* [Dataset extract]:
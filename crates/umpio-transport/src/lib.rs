//! MIDI 2.0 UMP transport core.
//!
//! Enumerates the host's MIDI endpoints, opens exclusive sessions on them and
//! moves Universal MIDI Packets in both directions through the native API of
//! the platform (ALSA raw MIDI, CoreMIDI, or WinMM).
//!
//! Feature gates: `native` (OS backends, on by default). Without it the
//! platform backend enumerates nothing; [`VirtualBackend`] works everywhere.

pub mod error;
pub use error::{Error, Result};

pub mod backend;
pub use backend::{Backend, PlatformBackend, SentPacket, VirtualBackend};

mod capabilities;
pub use capabilities::{capabilities, Capabilities, Platform};

mod config;
pub use config::TransportConfig;

mod endpoint;
pub use endpoint::{Direction, DiscoveredEndpoint, Endpoint, NativeId};

mod registry;

mod session;
pub use session::{PacketListener, Session, SessionState, SysExListener, Subscription};

mod system;
pub use system::{UmpTransport, UmpTransportBuilder};

pub use umpio_codec::{SysExMessage, UmpPacket};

* [Description of the task]: Show a copy of each line from the records above in which the string "config" occurs.

* [Answer area]:
mod config;
pub use config::TransportConfig;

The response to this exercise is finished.